Safety-net programs designed with the best intentions can turn into a hammock that traps individuals in suboptimal conditions.

Meanwhile, millions of individuals below the poverty level who live in 25 states that have not opted to expand Medicaid have no access to coverage, while across-state families with incomes close to $100,000 can receive a $5,000 premium subsidy. How can any rational person explain this?

The architects of Obamacare assumed all states would accept the generous Medicaid subsidies and expand coverage to everyone with incomes below 133 percent of poverty. But when the Supreme Court made this expansion optional, many states opted not to undertake the expansion, believing they would be on the hook for greater obligations than they could afford. At the same time, the Affordable Care Act statute expressly prohibits anyone under the poverty level from enrolling in the subsidized insurance policies offered on the exchanges.

Despite this irrational unfolding of events, the Obama administration has refused to offer any proposals to fix these fundamental problems with the president’s signature legislative achievement. There has been zero dialogue with the Republican leadership in Congress or committees of jurisdiction on how to address these issues — possibly because that would require recognition of a coequal branch of government and compromise where the administration would inevitably have to negotiate and accept some Republican priorities.

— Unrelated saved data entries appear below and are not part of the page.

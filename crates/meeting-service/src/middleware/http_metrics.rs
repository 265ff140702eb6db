//! HTTP metrics middleware for capturing all request/response metrics.
//!
//! Captures metrics for ALL HTTP responses including framework-level
//! errors that occur before handlers run:
//! - 415 Unsupported Media Type (wrong Content-Type)
//! - 400 Bad Request (JSON parse errors)
//! - 404 Not Found
//! - 405 Method Not Allowed

use axum::{extract::Request, middleware::Next, response::Response};
use std::time::Instant;

use crate::observability::metrics::record_http_request;

/// Middleware that records HTTP request metrics for all responses.
///
/// Applied as the outermost layer to capture all responses including
/// framework-level errors. Paths are normalized before becoming labels.
pub async fn http_metrics_middleware(request: Request, next: Next) -> Response {
    let start = Instant::now();
    let method = request.method().to_string();
    let path = request.uri().path().to_string();

    let response = next.run(request).await;

    let duration = start.elapsed();
    let status_code = response.status().as_u16();
    record_http_request(&method, &path, status_code, duration);

    response
}

#[cfg(test)]
#[allow(clippy::unwrap_used, clippy::expect_used)]
mod tests {
    use super::*;
    use axum::{
        body::Body,
        http::{Request as HttpRequest, StatusCode},
        middleware,
        routing::get,
        Router,
    };
    use tower::ServiceExt;

    async fn handler_200() -> &'static str {
        "OK"
    }

    async fn handler_500() -> (StatusCode, &'static str) {
        (StatusCode::INTERNAL_SERVER_ERROR, "Error")
    }

    fn test_app() -> Router {
        Router::new()
            .route("/success", get(handler_200))
            .route("/error", get(handler_500))
            .layer(middleware::from_fn(http_metrics_middleware))
    }

    #[tokio::test]
    async fn test_middleware_passes_through_success() {
        let request = HttpRequest::builder()
            .method("GET")
            .uri("/success")
            .body(Body::empty())
            .unwrap();

        let response = test_app().oneshot(request).await.unwrap();
        assert_eq!(response.status(), StatusCode::OK);
    }

    #[tokio::test]
    async fn test_middleware_passes_through_error() {
        let request = HttpRequest::builder()
            .method("GET")
            .uri("/error")
            .body(Body::empty())
            .unwrap();

        let response = test_app().oneshot(request).await.unwrap();
        assert_eq!(response.status(), StatusCode::INTERNAL_SERVER_ERROR);
    }
}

For now, the Obama administration is fixated on only addressing politically damaging aspects of Obamacare, getting the president’s party beyond the 2014 midterms, and doing so unilaterally without congressional input. The latest example was another year delay of the employer mandate to offer “qualified coverage” for midsize businesses (50 to 100 employees) and softening the mandate for large employers.

Why push off this statutory requirement now? The administration fears employer layoffs this summer as November approaches. It is the 18th time the administration has unilaterally ignored clear language in the statute.

It is time to fundamentally rewrite the law. That would require the Obama administration to work with Congress. How revolutionary! But coming from a man who devoted his State of the Union speech to announcing his expanded actby- fiat administration, don’t bet on it.